No ano passado, chamou a transformação de Hagia Sophia em um museu “de um grande erro”.

– “Poderoso símbolo” –

Desde a chegada de Erdogan ao poder em 2003, as atividades relacionadas ao Islã se multiplicaram dentro de Hagia Sophia, com sessões de leitura do Alcorão ou orações coletivas na praça em frente ao monumento.

Mahmut Karagöz, um sapateiro de 55 anos, sonha em um dia poder orar sob a cúpula de Hagia Sophia.

“É uma herança de nossos ancestrais otomanos.
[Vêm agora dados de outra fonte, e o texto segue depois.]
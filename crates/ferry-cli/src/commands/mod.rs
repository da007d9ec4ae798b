/*
 *  Copyright 2025-2026 Colliery Software
 *
 *  Licensed under the Apache License, Version 2.0 (the "License");
 *  you may not use this file except in compliance with the License.
 *  You may obtain a copy of the License at
 *
 *      http://www.apache.org/licenses/LICENSE-2.0
 *
 *  Unless required by applicable law or agreed to in writing, software
 *  distributed under the License is distributed on an "AS IS" BASIS,
 *  WITHOUT WARRANTIES OR CONDITIONS OF ANY KIND, either express or implied.
 *  See the License for the specific language governing permissions and
 *  limitations under the License.
 */

pub mod duration;
pub mod escalate;
pub mod pending;
pub mod provision;
pub mod purge;
pub mod release_locks;

use anyhow::{Context, Result};
use ferry::{Database, DAL};

/// Opens the store and brings its schema up to date.
pub async fn open(database_url: &str) -> Result<DAL> {
    let database = Database::try_new(database_url).context("Failed to connect to database")?;
    database
        .run_migrations()
        .await
        .context("Failed to run database migrations")?;
    Ok(DAL::new(database))
}

/// The categories a command applies to: the one named, or every provisioned one.
pub async fn target_categories(dal: &DAL, category: Option<&str>) -> Result<Vec<String>> {
    match category {
        Some(category) => Ok(vec![category.to_string()]),
        None => dal
            .counters()
            .list_categories()
            .await
            .context("Failed to list categories"),
    }
}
Espero que nossas orações sejam ouvidas”, disse ele à AFP.

Para Anthony Skinner, da empresa de consultoria Verisk Maplecroft, converter Hagia Sophia em uma mesquita permitiria a Erdogan satisfazer sua base eleitoral, irritar Atenas, com quem as relações são tensas, e se reconectar com o passado otomano.

“Erdogan não poderia encontrar um símbolo tão poderoso quanto Hagia Sophia para alcançar todos esses objetivos ao mesmo tempo”, resume.

No ano passado, o Conselho de Estado já havia autorizado a transformação em mesquita da magnífica igreja bizantina de Chora em Istambul, uma decisão percebida por alguns como um teste para Hagia Sophia.


A decisão do Conselho de Estado “provavelmente será política (…), resultado de deliberações dentro do governo”, estima Asli Aydintasbas, pesquisadora do Conselho Europeu de Relações Exteriores.

Para Aydintasbas, o governo deve pesar os prós e os contras, especialmente através do prisma das relações com a Grécia, a Europa e a administração americana de Donald Trump, para quem “a religião é um assunto importante”.

Mesmo que a conversão de Hagia Sophia em mesquita não impeça turistas de todas as religiões de visitarem o local – muitos visitam a Mesquita Azul nas proximidades todos os dias – mudar o status de um lugar tão emblemático na história do cristianismo poderia causar tensão.

“Instamos as autoridades turcas a continuarem a conservar Hagia Sophia como museu, como ilustração de seu compromisso de respeitar as tradições culturais e a rica história que moldou a República turca, e garantir que ela permaneça aberta a todos”, declarou na quarta o secretário de Estado Mike Pompeo.

O destino de Hagia Sophia também preocupa a vizinha Grécia, que monitora de perto o futuro do patrimônio bizantino na Turquia.

Também na Turquia há muitos que se opõem a essa decisão.

“Milhões de turistas a visitam todos os anos”, ressalta Sena Yildiz, uma estudante de economia. “É um lugar importante para os muçulmanos, mas também para os cristãos e para todos aqueles que amam a História”.